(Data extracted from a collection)
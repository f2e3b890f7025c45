//! Directory Safety Guard - decides whether the target directory may be used.

use std::path::Path;

use tracing::{debug, info, instrument, warn};

use crate::{
    application::ports::{Filesystem, Prompter, VCS_METADATA_DIR},
    error::GraftResult,
};

/// Checks the target directory and, with consent, clears it.
pub struct DirectoryGuard<'a> {
    filesystem: &'a dyn Filesystem,
    prompter: &'a dyn Prompter,
}

impl<'a> DirectoryGuard<'a> {
    pub fn new(filesystem: &'a dyn Filesystem, prompter: &'a dyn Prompter) -> Self {
        Self {
            filesystem,
            prompter,
        }
    }

    /// Returns `true` when scaffolding may proceed into `target_dir`.
    ///
    /// Absent or empty directories pass without a prompt; a lone `.git` entry
    /// counts as empty. Otherwise the user is asked (default: no) whether the
    /// contents may be erased. On consent every entry except `.git` is
    /// removed. No backup is taken.
    #[instrument(skip_all, fields(target = %target_dir.display()))]
    pub fn ensure_writable(&self, target_dir: &Path) -> GraftResult<bool> {
        if !self.filesystem.exists(target_dir) {
            debug!("Target directory does not exist");
            return Ok(true);
        }

        let entries = self.filesystem.list_dir(target_dir)?;
        if is_effectively_empty(&entries) {
            debug!("Target directory is empty");
            return Ok(true);
        }

        let question = format!(
            "Target directory \"{}\" is not empty. Remove existing files and continue?",
            target_dir.display()
        );
        if !self.prompter.confirm(&question, false)? {
            info!("Overwrite declined");
            return Ok(false);
        }

        let mut removed = 0usize;
        for entry in entries.iter().filter(|e| e.as_str() != VCS_METADATA_DIR) {
            self.filesystem.remove_all(&target_dir.join(entry))?;
            removed += 1;
        }
        warn!(removed, "Cleared existing directory contents");

        Ok(true)
    }
}

fn is_effectively_empty(entries: &[String]) -> bool {
    match entries {
        [] => true,
        [only] => only.as_str() == VCS_METADATA_DIR,
        _ => false,
    }
}

#[cfg(test)]
mod tests {
    use super::*;
    use crate::application::ports::{MockFilesystem, MockPrompter};
    use std::path::PathBuf;

    fn target() -> PathBuf {
        PathBuf::from("/work/demo")
    }

    #[test]
    fn absent_directory_passes_without_prompt() {
        let mut fs = MockFilesystem::new();
        fs.expect_exists().return_const(false);
        let prompter = MockPrompter::new();

        let guard = DirectoryGuard::new(&fs, &prompter);
        assert!(guard.ensure_writable(&target()).unwrap());
    }

    #[test]
    fn empty_directory_passes_without_prompt() {
        let mut fs = MockFilesystem::new();
        fs.expect_exists().return_const(true);
        fs.expect_list_dir().returning(|_| Ok(vec![]));
        let prompter = MockPrompter::new();

        let guard = DirectoryGuard::new(&fs, &prompter);
        assert!(guard.ensure_writable(&target()).unwrap());
    }

    #[test]
    fn git_only_directory_counts_as_empty() {
        let mut fs = MockFilesystem::new();
        fs.expect_exists().return_const(true);
        fs.expect_list_dir()
            .returning(|_| Ok(vec![".git".to_string()]));
        let prompter = MockPrompter::new();

        let guard = DirectoryGuard::new(&fs, &prompter);
        assert!(guard.ensure_writable(&target()).unwrap());
    }

    #[test]
    fn declining_leaves_directory_untouched() {
        let mut fs = MockFilesystem::new();
        fs.expect_exists().return_const(true);
        fs.expect_list_dir()
            .returning(|_| Ok(vec!["src".to_string()]));
        fs.expect_remove_all().never();

        let mut prompter = MockPrompter::new();
        prompter
            .expect_confirm()
            .withf(|prompt, default| prompt.contains("is not empty") && !*default)
            .times(1)
            .returning(|_, _| Ok(false));

        let guard = DirectoryGuard::new(&fs, &prompter);
        assert!(!guard.ensure_writable(&target()).unwrap());
    }

    #[test]
    fn confirming_clears_everything_but_git() {
        let mut fs = MockFilesystem::new();
        fs.expect_exists().return_const(true);
        fs.expect_list_dir().returning(|_| {
            Ok(vec![
                ".git".to_string(),
                "README.md".to_string(),
                "src".to_string(),
            ])
        });
        fs.expect_remove_all()
            .withf(|p| p == Path::new("/work/demo/README.md"))
            .times(1)
            .returning(|_| Ok(()));
        fs.expect_remove_all()
            .withf(|p| p == Path::new("/work/demo/src"))
            .times(1)
            .returning(|_| Ok(()));

        let mut prompter = MockPrompter::new();
        prompter.expect_confirm().returning(|_, _| Ok(true));

        let guard = DirectoryGuard::new(&fs, &prompter);
        assert!(guard.ensure_writable(&target()).unwrap());
    }

    #[test]
    fn prompt_failure_propagates() {
        let mut fs = MockFilesystem::new();
        fs.expect_exists().return_const(true);
        fs.expect_list_dir()
            .returning(|_| Ok(vec!["src".to_string()]));
        fs.expect_remove_all().never();

        let mut prompter = MockPrompter::new();
        prompter.expect_confirm().returning(|_, _| {
            Err(crate::application::ApplicationError::PromptFailed {
                reason: "interrupted".into(),
            }
            .into())
        });

        let guard = DirectoryGuard::new(&fs, &prompter);
        assert!(guard.ensure_writable(&target()).is_err());
    }
}
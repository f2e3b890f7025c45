// ============================================================================
//  CLEAN MODULE BOUNDARIES
// ============================================================================

//! Core domain layer for Graft.
//!
//! This module contains pure scaffolding rules: the catalogs, the selection a
//! user ends up with, and the package descriptor merge. All I/O (filesystem,
//! `git`, prompts) is handled via ports defined in the application layer.
//!
//! ## Hexagonal Architecture Compliance
//!
//! - **No async**: Domain logic is synchronous
//! - **No I/O**: No filesystem, network, or external calls
//! - **Immutable catalogs**: loaded once, shared by reference
//!
pub mod entities;
pub mod error;

mod validation;

pub use entities::{
    catalog::{Catalog, LATEST_VERSION, TemplateEntry, UiEntry, UiPlugin},
    descriptor::{DESCRIPTOR_FILE, PackageDescriptor},
    selection::{DEFAULT_BRANCH, DEFAULT_VERSION, ProjectMetadata, Selection},
};

pub use error::{DomainError, ErrorCategory};

pub use validation::DomainValidator;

PROBLEM STATEMENT
The records are to be retyped exactly. No line may be skipped.

SOLUTION TO THIS EXERCISE
repository f2e3b890f7025c45
//! Directory Safety Guard - decides whether the target directory may be used.

use std::path::Path;

use tracing::{debug, info, instrument, warn};

use crate::{
    application::ports::{Filesystem, Prompter, VCS_METADATA_DIR},
    error::GraftResult,
};

/// Checks the target directory and, with consent, clears it.
pub struct DirectoryGuard<'a> {
    filesystem: &'a dyn Filesystem,
    prompter: &'a dyn Prompter,
}

impl<'a> DirectoryGuard<'a> {
    pub fn new(filesystem: &'a dyn Filesystem, prompter: &'a dyn Prompter) -> Self {
        Self {
            filesystem,
            prompter,
        }
    }

    /// Returns `true` when scaffolding may proceed into `target_dir`.
    ///
    /// Absent or empty directories pass without a prompt; a lone `.git` entry
    /// counts as empty. Otherwise the user is asked (default: no) whether the
    /// contents may be erased. On consent every entry except `.git` is
    /// removed. No backup is taken.
    #[instrument(skip_all, fields(target = %target_dir.display()))]
    pub fn ensure_writable(&self, target_dir: &Path) -> GraftResult<bool> {
        if !self.filesystem.exists(target_dir) {
            debug!("Target directory does not exist");
            return Ok(true);
        }

        let entries = self.filesystem.list_dir(target_dir)?;
        if is_effectively_empty(&entries) {
            debug!("Target directory is empty");
            return Ok(true);
        }

        let question = format!(
            "Target directory \"{}\" is not empty. Remove existing files and continue?",
            target_dir.display()
        );
        if !self.prompter.confirm(&question, false)? {
            info!("Overwrite declined");
            return Ok(false);
        }

        let mut removed = 0usize;
        for entry in entries.iter().filter(|e| e.as_str() != VCS_METADATA_DIR) {
            self.filesystem.remove_all(&target_dir.join(entry))?;
            removed += 1;
        }
        warn!(removed, "Cleared existing directory contents");

        Ok(true)
    }
}

fn is_effectively_empty(entries: &[String]) -> bool {
    match entries {
        [] => true,
        [only] => only.as_str() == VCS_METADATA_DIR,
        _ => false,
    }
}

#[cfg(test)]
mod tests {
    use super::*;
    use crate::application::ports::{MockFilesystem, MockPrompter};
    use std::path::PathBuf;

    fn target() -> PathBuf {
        PathBuf::from("/work/demo")
    }

    #[test]
    fn absent_directory_passes_without_prompt() {
        let mut fs = MockFilesystem::new();
        fs.expect_exists().return_const(false);
        let prompter = MockPrompter::new();

        let guard = DirectoryGuard::new(&fs, &prompter);
        assert!(guard.ensure_writable(&target()).unwrap());
    }

    #[test]
    fn empty_directory_passes_without_prompt() {
        let mut fs = MockFilesystem::new();
        fs.expect_exists().return_const(true);
        fs.expect_list_dir().returning(|_| Ok(vec![]));
        let prompter = MockPrompter::new();

        let guard = DirectoryGuard::new(&fs, &prompter);
        assert!(guard.ensure_writable(&target()).unwrap());
    }

    #[test]
    fn git_only_directory_counts_as_empty() {
        let mut fs = MockFilesystem::new();
        fs.expect_exists().return_const(true);
        fs.expect_list_dir()
            .returning(|_| Ok(vec![".git".to_string()]));
        let prompter = MockPrompter::new();

        let guard = DirectoryGuard::new(&fs, &prompter);
        assert!(guard.ensure_writable(&target()).unwrap());
    }

    #[test]
    fn declining_leaves_directory_untouched() {
        let mut fs = MockFilesystem::new();
        fs.expect_exists().return_const(true);
        fs.expect_list_dir()
            .returning(|_| Ok(vec!["src".to_string()]));
        fs.expect_remove_all().never();

        let mut prompter = MockPrompter::new();
        prompter
            .expect_confirm()
            .withf(|prompt, default| prompt.contains("is not empty") && !*default)
            .times(1)
            .returning(|_, _| Ok(false));

        let guard = DirectoryGuard::new(&fs, &prompter);
        assert!(!guard.ensure_writable(&target()).unwrap());
    }

    #[test]
    fn confirming_clears_everything_but_git() {
        let mut fs = MockFilesystem::new();
        fs.expect_exists().return_const(true);
        fs.expect_list_dir().returning(|_| {
            Ok(vec![
                ".git".to_string(),
                "README.md".to_string(),
                "src".to_string(),
            ])
        });
        fs.expect_remove_all()
            .withf(|p| p == Path::new("/work/demo/README.md"))
            .times(1)
            .returning(|_| Ok(()));
        fs.expect_remove_all()
            .withf(|p| p == Path::new("/work/demo/src"))
            .times(1)
            .returning(|_| Ok(()));

        let mut prompter = MockPrompter::new();
        prompter.expect_confirm().returning(|_, _| Ok(true));

        let guard = DirectoryGuard::new(&fs, &prompter);
        assert!(guard.ensure_writable(&target()).unwrap());
    }

    #[test]
    fn prompt_failure_propagates() {
        let mut fs = MockFilesystem::new();
        fs.expect_exists().return_const(true);
        fs.expect_list_dir()
            .returning(|_| Ok(vec!["src".to_string()]));
        fs.expect_remove_all().never();

        let mut prompter = MockPrompter::new();
        prompter.expect_confirm().returning(|_, _| {
            Err(crate::application::ApplicationError::PromptFailed {
                reason: "interrupted".into(),
            }
            .into())
        });

        let guard = DirectoryGuard::new(&fs, &prompter);
        assert!(guard.ensure_writable(&target()).is_err());
    }
}
repository f2e3b890f7025c45
// ============================================================================
//  CLEAN MODULE BOUNDARIES
// ============================================================================

//! Core domain layer for Graft.
//!
//! This module contains pure scaffolding rules: the catalogs, the selection a
//! user ends up with, and the package descriptor merge. All I/O (filesystem,
//! `git`, prompts) is handled via ports defined in the application layer.
//!
//! ## Hexagonal Architecture Compliance
//!
//! - **No async**: Domain logic is synchronous
//! - **No I/O**: No filesystem, network, or external calls
//! - **Immutable catalogs**: loaded once, shared by reference
//!
pub mod entities;
pub mod error;

mod validation;

pub use entities::{
    catalog::{Catalog, LATEST_VERSION, TemplateEntry, UiEntry, UiPlugin},
    descriptor::{DESCRIPTOR_FILE, PackageDescriptor},
    selection::{DEFAULT_BRANCH, DEFAULT_VERSION, ProjectMetadata, Selection},
};

pub use error::{DomainError, ErrorCategory};

pub use validation::DomainValidator;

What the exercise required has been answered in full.